__Exercise aim__: From the entries below, transcribe exactly the lines between the line holding "the provided layout." and the line holding "pub fn with_layout(config: GameConfig, layout: Layout)", inclusive; skip all other lines.

Start of Material provided

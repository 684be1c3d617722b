//! HTTP API module: state, extractors, handlers, routing.

pub mod auth;
pub mod error;
pub mod handlers;
pub mod router;

pub use auth::{MaybeSession, Session, SessionStore};
pub use error::ApiError;
pub use router::api_router;

use std::sync::Arc;

use axum::extract::FromRef;

use crate::config::AppConfig;
use crate::db::{
    CommentRepository, DbPool, MixRepository, PlayRepository, ProfileRepository,
    SessionRepository, StreamRepository, UserRepository,
};
use crate::live::LiveClient;
use crate::social::SocialClient;

/// Application state shared across all handlers.
#[derive(Clone)]
pub struct AppState {
    pub users: UserRepository,
    pub profiles: ProfileRepository,
    pub sessions: SessionRepository,
    pub mixes: MixRepository,
    pub comments: CommentRepository,
    pub plays: PlayRepository,
    pub streams: StreamRepository,
    pub live: LiveClient,
    pub social: SocialClient,
    pub config: Arc<AppConfig>,
    session_store: Arc<dyn SessionStore>,
}

impl AppState {
    pub fn new(pool: DbPool, config: AppConfig) -> Self {
        let sessions = SessionRepository::new(pool.clone());
        Self {
            users: UserRepository::new(pool.clone()),
            profiles: ProfileRepository::new(pool.clone()),
            sessions: sessions.clone(),
            mixes: MixRepository::new(pool.clone()),
            comments: CommentRepository::new(pool.clone()),
            plays: PlayRepository::new(pool.clone()),
            streams: StreamRepository::new(pool),
            live: LiveClient::new(config.live.clone()),
            social: SocialClient::new(config.social_providers.clone()),
            config: Arc::new(config),
            session_store: Arc::new(sessions),
        }
    }
}

// Allow extracting Arc<dyn SessionStore> from AppState for the session
// extractors.
impl FromRef<AppState> for Arc<dyn SessionStore> {
    fn from_ref(state: &AppState) -> Self {
        state.session_store.clone()
    }
}
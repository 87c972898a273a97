#![deny(
    unsafe_code,
    missing_docs,
    dead_code,
    unused_results,
    non_snake_case,
    unreachable_pub
)]

//! Authoritative game state management for Tile Duel.
//!
//! The [`World`] owns the board, the scores and the turn state. Every mutation
//! flows through [`apply`], which resolves moves with the pure movement
//! system, defers their settle step behind the merge animation and evaluates
//! terminal conditions once the turn has passed on.

pub mod rules;

use std::time::Duration;

use tile_duel_core::{
    Board, BoardError, Command, ConfigError, Direction, Event, GameConfig, GameStatus,
    MoveRejection, Player, Scores,
};
use tile_duel_system_movement::apply_move;
use tile_duel_system_pacing::{self as pacing, Pacing};
use tile_duel_system_spawning::{self as spawning, Spawning};
use tracing::{debug, info, trace};

/// Errors raised while constructing a world.
#[derive(Debug, thiserror::Error)]
pub enum WorldError {
    /// The configuration describes an unplayable game.
    #[error("invalid game configuration")]
    Config(#[from] ConfigError),
    /// A prepared layout violates the board invariants.
    #[error("invalid board layout")]
    Board(#[from] BoardError),
    /// A prepared layout does not match the configured board size.
    #[error("layout is {actual} cells wide but the configuration expects {expected}")]
    DimensionMismatch {
        /// Configured board dimension.
        expected: u32,
        /// Dimension of the provided board.
        actual: u32,
    },
    /// A prepared layout starts before the first turn.
    #[error("turn counter must start at 1")]
    InvalidTurn,
}

/// Position prepared outside of regular play, used to resume from a known state.
#[derive(Clone, Debug, PartialEq, Eq)]
pub struct Layout {
    /// Board to install.
    pub board: Board,
    /// Cumulative scores to install.
    pub scores: Scores,
    /// One-based turn counter; its parity selects the active player.
    pub turn_count: u32,
}

/// Represents the authoritative Tile Duel game state.
#[derive(Debug)]
pub struct World {
    config: GameConfig,
    board: Board,
    scores: Scores,
    status: GameStatus,
    active_player: Player,
    turn_count: u32,
    changed_since_settle: bool,
    clock: Duration,
    pacing: Pacing,
    spawning: Spawning,
}

impl World {
    /// Creates a world with a freshly started game.
    pub fn new(config: GameConfig) -> Result<Self, WorldError> {
        config.validate()?;
        let mut world = Self::unstarted(config);
        let mut events = Vec::new();
        world.start_game(&mut events);
        Ok(world)
    }

    /// Creates a world that resumes from the provided layout.
    ///
    /// The layout's status is evaluated immediately so a prepared terminal
    /// position is reported as such.
    pub fn with_layout(config: GameConfig, layout: Layout) -> Result<Self, WorldError> {
        config.validate()?;
        if layout.board.dimension() != config.board_dimension {
            return Err(WorldError::DimensionMismatch {
                expected: config.board_dimension,
                actual: layout.board.dimension(),
            });
        }
        if layout.turn_count == 0 {
            return Err(WorldError::InvalidTurn);
        }
        layout.board.validate()?;

        let mut world = Self::unstarted(config);
        world.board = layout.board;
        world.scores = layout.scores;
        world.turn_count = layout.turn_count;
        world.active_player = Player::for_turn(layout.turn_count);
        world.status = rules::evaluate(
            &world.board,
            world.scores,
            world.active_player.opponent(),
            world.config.win_value,
            world.config.rules,
        );
        Ok(world)
    }

    fn unstarted(config: GameConfig) -> Self {
        let pacing = Pacing::new(pacing::Config::new(
            config.throttle_window(),
            config.merge_animation(),
        ));
        let spawning = Spawning::new(spawning::Config::new(config.rng_seed));
        Self {
            board: Board::new(config.board_dimension),
            scores: Scores::default(),
            status: GameStatus::Ongoing,
            active_player: Player::One,
            turn_count: 1,
            changed_since_settle: false,
            clock: Duration::ZERO,
            pacing,
            spawning,
            config,
        }
    }

    fn start_game(&mut self, out_events: &mut Vec<Event>) {
        if let Some(stale) = self.pacing.cancel_pending() {
            debug!(due = ?stale.due, "cancelled settle of previous game");
        }

        self.board = Board::new(self.config.board_dimension);
        self.scores = Scores::default();
        self.status = GameStatus::Ongoing;
        self.active_player = Player::One;
        self.turn_count = 1;
        self.changed_since_settle = false;

        out_events.push(Event::GameStarted);
        for tile in self.spawning.seed_board(&mut self.board) {
            out_events.push(Event::TileSpawned { tile });
        }
        info!(
            dimension = self.config.board_dimension,
            rules = ?self.config.rules,
            "game started"
        );
        self.debug_check_invariants();
    }

    fn request_move(&mut self, direction: Direction, out_events: &mut Vec<Event>) {
        if self.status.is_terminal() {
            trace!(%direction, status = %self.status, "move dropped after game over");
            out_events.push(Event::MoveRejected {
                direction,
                reason: MoveRejection::GameOver,
            });
            return;
        }

        if !self.pacing.try_admit(self.clock) {
            out_events.push(Event::MoveRejected {
                direction,
                reason: MoveRejection::Throttled,
            });
            return;
        }

        let outcome = apply_move(&self.board, direction, self.active_player);
        let player = outcome.attributed_to;
        self.board = outcome.board;
        self.scores.award(player, outcome.score_delta);
        self.changed_since_settle = outcome.changed;

        debug!(
            %direction,
            %player,
            changed = outcome.changed,
            merges = outcome.merges.len(),
            "move resolved"
        );
        out_events.push(Event::TilesMoved {
            direction,
            player,
            changed: outcome.changed,
        });
        for merge in outcome.merges {
            out_events.push(Event::TilesMerged { merge });
        }
        if outcome.score_delta > 0 {
            out_events.push(Event::ScoreAwarded {
                player,
                points: outcome.score_delta,
            });
        }

        if outcome.changed {
            let pending = self.pacing.schedule_settle(self.clock);
            debug!(due = ?pending.due, "settle scheduled");
        }
    }

    fn settle(&mut self, out_events: &mut Vec<Event>) {
        let mover = self.active_player;
        let pruned = self.board.prune_absorbed();

        self.turn_count = self.turn_count.saturating_add(1);
        self.active_player = Player::for_turn(self.turn_count);
        self.changed_since_settle = false;
        debug!(pruned, turn_count = self.turn_count, "settled");
        out_events.push(Event::TurnAdvanced {
            turn_count: self.turn_count,
            active_player: self.active_player,
        });

        if let Some(tile) = self.spawning.spawn_random_tile(&mut self.board) {
            out_events.push(Event::TileSpawned { tile });
        }

        let status = rules::evaluate(
            &self.board,
            self.scores,
            mover,
            self.config.win_value,
            self.config.rules,
        );
        if status != self.status {
            info!(%status, p1 = self.scores.p1, p2 = self.scores.p2, "game over");
            self.status = status;
            out_events.push(Event::StatusChanged { status });
        }
        self.debug_check_invariants();
    }

    fn debug_check_invariants(&self) {
        debug_assert!(
            self.board.validate().is_ok(),
            "board invariant violated: {:?}",
            self.board.validate()
        );
    }
}

/// Applies the provided command to the world, mutating state deterministically.
pub fn apply(world: &mut World, command: Command, out_events: &mut Vec<Event>) {
    match command {
        Command::StartGame => world.start_game(out_events),
        Command::RequestMove { direction } => world.request_move(direction, out_events),
        Command::Tick { dt } => {
            world.clock = world.clock.saturating_add(dt);
            out_events.push(Event::TimeAdvanced { dt });
            if world.pacing.take_due(world.clock).is_some() {
                world.settle(out_events);
            }
        }
    }
}

/// Query functions that provide read-only access to the world state.
pub mod query {
    use std::time::Duration;

    use super::World;
    use tile_duel_core::{Board, GameConfig, GameStatus, Player, Scores, Tile};

    /// Ordered snapshot of every tile, including tiles absorbed by a move
    /// that has not settled yet.
    #[must_use]
    pub fn tiles(world: &World) -> Vec<Tile> {
        world.board.snapshot()
    }

    /// Provides read-only access to the board.
    #[must_use]
    pub fn board(world: &World) -> &Board {
        &world.board
    }

    /// Cumulative scores of both players.
    #[must_use]
    pub fn scores(world: &World) -> Scores {
        world.scores
    }

    /// Current lifecycle status.
    #[must_use]
    pub fn status(world: &World) -> GameStatus {
        world.status
    }

    /// Player expected to make the next move.
    #[must_use]
    pub fn active_player(world: &World) -> Player {
        world.active_player
    }

    /// One-based turn counter.
    #[must_use]
    pub fn turn_count(world: &World) -> u32 {
        world.turn_count
    }

    /// Reports whether the last admitted move changed the board and has not
    /// settled yet.
    #[must_use]
    pub fn changed_since_settle(world: &World) -> bool {
        world.changed_since_settle
    }

    /// Simulation time accumulated through ticks.
    #[must_use]
    pub fn clock(world: &World) -> Duration {
        world.clock
    }

    /// Simulation time at which the pending settle becomes due, if any.
    #[must_use]
    pub fn settle_due(world: &World) -> Option<Duration> {
        world.pacing.pending().map(|pending| pending.due)
    }

    /// Configuration the world was created with.
    #[must_use]
    pub fn config(world: &World) -> &GameConfig {
        &world.config
    }
}

#[cfg(test)]
mod tests {
    use super::*;
    use tile_duel_core::CellCoord;

    fn tick(world: &mut World, millis: u64) -> Vec<Event> {
        let mut events = Vec::new();
        apply(
            world,
            Command::Tick {
                dt: Duration::from_millis(millis),
            },
            &mut events,
        );
        events
    }

    #[test]
    fn new_world_starts_with_two_seed_tiles() {
        let world = World::new(GameConfig::default()).expect("valid config");
        let tiles = query::tiles(&world);
        assert_eq!(tiles.len(), 2);
        assert_ne!(tiles[0].cell, tiles[1].cell);
        assert!(tiles.iter().all(|tile| tile.value == 2));
        assert_eq!(query::status(&world), GameStatus::Ongoing);
        assert_eq!(query::turn_count(&world), 1);
        assert_eq!(query::active_player(&world), Player::One);
        assert_eq!(query::scores(&world), Scores::default());
    }

    #[test]
    fn invalid_config_is_rejected() {
        let config = GameConfig {
            board_dimension: 0,
            ..GameConfig::default()
        };
        assert!(matches!(
            World::new(config),
            Err(WorldError::Config(ConfigError::BoardTooSmall(0)))
        ));
    }

    #[test]
    fn layout_must_match_configured_dimension() {
        let layout = Layout {
            board: Board::from_rows(&[&[Some(2), None], &[None, None]]),
            scores: Scores::default(),
            turn_count: 1,
        };
        assert!(matches!(
            World::with_layout(GameConfig::default(), layout),
            Err(WorldError::DimensionMismatch {
                expected: 4,
                actual: 2
            })
        ));
    }

    #[test]
    fn settle_prunes_absorbed_tiles_and_rebuilds_order() {
        let board = Board::from_rows(&[
            &[None, None, Some(2), Some(2)],
            &[None, None, None, None],
            &[None, None, None, None],
            &[None, None, None, None],
        ]);
        let layout = Layout {
            board,
            scores: Scores::default(),
            turn_count: 1,
        };
        let mut world = World::with_layout(GameConfig::default(), layout).expect("layout");

        let mut events = Vec::new();
        apply(
            &mut world,
            Command::RequestMove {
                direction: Direction::Left,
            },
            &mut events,
        );
        assert_eq!(query::tiles(&world).len(), 2, "absorbed tile kept until settle");
        assert!(query::changed_since_settle(&world));

        let events = tick(&mut world, 100);
        assert!(!query::changed_since_settle(&world));
        let tiles = query::tiles(&world);
        assert_eq!(tiles.len(), 2, "merged tile plus one spawn");
        assert_eq!(tiles[0].cell, CellCoord::new(0, 0));
        assert_eq!(tiles[0].value, 4);
        assert!(events
            .iter()
            .any(|event| matches!(event, Event::TileSpawned { .. })));
    }
}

End of Material provided

__Answer box__:
    /// Creates a world that resumes from the provided layout.
    ///
    /// The layout's status is evaluated immediately so a prepared terminal
    /// position is reported as such.
    pub fn with_layout(config: GameConfig, layout: Layout) -> Result<Self, WorldError> {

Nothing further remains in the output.